4 Hakim Jadi Tersangka Suap Vonis Korupsi Minyak Goreng, DPR: Gaji Tinggi Tak Jamin Terima Suap
Anggota Komisi III DPR Hasbiallah Ilyas menyoroti empat hakim yang menjadi tersangka kasus dugaan suap atau gratifikasi vonis lepas atau onslag perkara Pemberian Fasilitas Ekspor Crude Palm Oil (CPO) atau dikenal korupsi minyak goreng. Menurutnya, gaji tinggi tak menjamin hakim tidak menerima suap.
Dia mengatakan, banyak abdi negara yang bergaji rendah tetapi tak tergoda untuk menerima suap. Untuk itu, ia menilai, adanya hakim terjerat suap bisa diakibatkan lantaran faktor mental dan lingkungan.
"Kalau mau jujur, gaji yang tinggi tidak menjamin tidak terjadinya suap. Di sisi lain, banyak abdi negara yang bergaji rendah berani menolak suap. Jadi ini bukan soal nominal gaji, tapi soal mentalitas dan lingkungan," kata Hasbi saat dihubungi, Senin (14/4/2025).
Legislator PKB ini mengatakan, sistem pemerintahan saat ini sudah baik untuk menutup celah dari praktik suap. Namun, ia menilai, sebaik-baiknya sistem akan ada celah untuk bisa melakukan praktik suap.
"Jadi ini soal integritas dan mentalitas. Dan jagan lupa, lingkungan juga memberi insentif terjadinya suap. Bisa saja hakim yang bersangkutan tidak ada niat atau keinginan bermain perkara, namun ada pihak lain yang berperkara dan pengacaranya yang merayu dan menyuapnya umtuk memenangkan perkaranya," tutur Hasbi.

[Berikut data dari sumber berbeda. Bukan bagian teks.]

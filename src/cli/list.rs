//! Show the naming decision made for every dependency.
//!
//! The table lists each coordinate with its mode, version symbol and
//! coordinate symbol, in resolved order. `--format json` prints the same data
//! (plus configuration warnings) for scripts.
//!
//! # Examples
//!
//! ```bash
//! depsym list
//! depsym list --format json | jq '.dependencies[] | select(.mode == "GROUP")'
//! ```

use anyhow::Result;
use clap::Args;
use colored::Colorize;
use serde::Serialize;
use std::path::PathBuf;

use super::CliConfig;
use super::common::{CommandContext, print_warnings};
use crate::models::{NamedDependency, VersionMode};
use crate::resolver::ResolvedSet;

/// Command to list resolved dependencies.
#[derive(Args, Debug)]
pub struct ListCommand {
    /// Dependency report to read (defaults to the configured report)
    #[arg(short, long)]
    report: Option<PathBuf>,

    /// Output format (table, json)
    #[arg(long, default_value = "table", value_parser = ["table", "json"])]
    format: String,
}

/// Aggregate numbers printed under the table.
#[derive(Debug, Clone, PartialEq, Eq, Serialize)]
pub struct ListSummary {
    pub total: usize,
    pub version_symbols: usize,
    pub grouped: usize,
    pub with_updates: usize,
}

impl ListSummary {
    fn of(resolved: &ResolvedSet) -> Self {
        Self {
            total: resolved.len(),
            version_symbols: resolved.distinct_versions().count(),
            grouped: resolved.iter().filter(|d| d.mode == VersionMode::Group).count(),
            with_updates: resolved.iter().filter(|d| d.record.newer_version().is_some()).count(),
        }
    }
}

#[derive(Debug, Serialize)]
struct ListResult<'a> {
    dependencies: &'a [NamedDependency],
    summary: ListSummary,
    warnings: Vec<String>,
}

impl ListCommand {
    pub async fn execute(self, cli: &CliConfig) -> Result<()> {
        let context = CommandContext::load(cli).await?;
        let resolved = context.resolve(self.report.as_deref()).await?;

        match self.format.as_str() {
            "json" => display_json(&resolved),
            _ => {
                display_table(&resolved);
                print_warnings(resolved.warnings());
                Ok(())
            }
        }
    }
}

fn display_json(resolved: &ResolvedSet) -> Result<()> {
    let result = ListResult {
        dependencies: resolved.dependencies(),
        summary: ListSummary::of(resolved),
        warnings: resolved.warnings().iter().map(ToString::to_string).collect(),
    };
    println!("{}", serde_json::to_string_pretty(&result)?);
    Ok(())
}

fn display_table(resolved: &ResolvedSet) {
    if resolved.is_empty() {
        println!("{}", "No dependencies in the report.".yellow());
        return;
    }

    println!(
        "\n{:<45} {:<14} {:<13} {:<30} {:<30}",
        "Dependency".bold(),
        "Version".bold(),
        "Mode".bold(),
        "Version symbol".bold(),
        "Library symbol".bold()
    );
    println!("{}", "─".repeat(136));

    for dependency in resolved {
        let record = &dependency.record;
        let coordinate = if record.newer_version().is_some() {
            record.coordinate().yellow()
        } else {
            record.coordinate().normal()
        };
        let mode = match dependency.mode {
            VersionMode::Group => dependency.mode.to_string().cyan(),
            VersionMode::GroupModule => dependency.mode.to_string().magenta(),
            VersionMode::Module => dependency.mode.to_string().normal(),
        };

        println!(
            "{:<45} {:<14} {:<13} {:<30} {:<30}",
            coordinate,
            record.version,
            mode,
            dependency.symbol_name,
            dependency.coordinate_symbol_name.bright_black()
        );
        if let Some(newer) = record.newer_version() {
            println!("{:<45} {} {}", "", "available:".bright_black(), newer.green());
        }
    }

    let summary = ListSummary::of(resolved);
    println!("\n{}", "Summary:".bold());
    println!("  Total dependencies: {}", summary.total);
    println!("  Version symbols: {}", summary.version_symbols);
    if summary.grouped > 0 {
        println!("  {} dependencies share a group version", summary.grouped.to_string().cyan());
    }
    if summary.with_updates > 0 {
        println!("  {} dependencies have updates available", summary.with_updates.to_string().yellow());
    }
}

Kendati demikian, ia menilai, perlu adanya sistem pengawasan terhadap advokat yang berperkara. Apalagi, kata dia, advokat merupakan salah satu variabel penting dalam lingkaran suap di pengadilan.
"Jadi adanya usulan supaya sistem pengawasan terhadap advokat yang berperkara diperkuat, saya kira penting dipertimbangkan. Karena advokat juga salah satu variabel penting dalam lingkaran suap di pengadilan," kata Hasbi.
"Bagaimana sistem pengawasan itu diperkuat? Mari kita bahas bersama dengan teman-teman lembaga advokat," pungkasnya.
Sekadar informasi, Kejagung telah menetapkan tersangka terhadap empat hakim dalam kasus dugaan suap terkait putusan onslag atau lepas dalam perkara Pemberian Fasilitas Ekspor Crude Palm Oil (CPO) dan turunannya pada Industri Kelapa Sawit periode Januari 2021-Maret 2022.
Keempat hakim itu ialah Agam Syarif Baharuddin (ASB) dan Ali Muhtarom (AL) selaku hakim Pengadilan Negeri (PN) Jakarta Pusat, Djuyamto (DJU) selaku hakim Pengadilan Jakarta Selatan, dan Muhammad Arif Nuryanta (MAN) yang menjabat Ketua Pengadilan Negeri Jakarta Selatan.
MAN disebut memberikan suap pada tiga hakim yakni, AL, PN, dan DJU. Pemberian uang ditujukan agar ketiga hakim memutuskan perkara CPO korporasi besar menjadi ontslag atau putusan lepas.
Kejagung menyebut, pemberian uang tersebut dilakukan dua kali. Pertama, diberikan di ruangan Muhammad Arif Nuryanta sebesar Rp4,5 miliar. Kedua, pembagian dilakukan pada September-Oktober 2024 sebesar Rp18 miliar.
Saat itu, MAN menyerahkan uang tersebut kepada DJU dan disalurkan ke ASB serta AL. Penyerahan uang dilakukan di depan Bank BRI Pasar Baru Jakarta Pusat. Adapun uang yang dikantongi DJU sebesar Rp6 miliar, AS Rp4,5 miliar dan AM Rp5 miliar.
Atas perbuatannya, Kejagung menyangkakan Pasal 12 huruf C juncto Pasal 12 huruf B, juncto Pasal 6 ayat 2, juncto Pasal 18 Undang-Undang Nomor 31 Tahun 1999 tentang Pemberantasan Tindak Pidana Korupsi sebagaimana telah diubah dengan Undang-Undang Nomor 20 Tahun 2021 juncto Pasal 55 ayat 1 ke 1 Kitab Undang-Undang Hukum Pidana (KUHP). Selain para hakim, Kejagung juga menetapkan tiga tersangka lainnya. Mereka ialah Pengacara Korporasi Marcella Santoso, Panitera Muda PN Jakarta Utara Wahyu Gunawan, dan tersangka berinisial AR.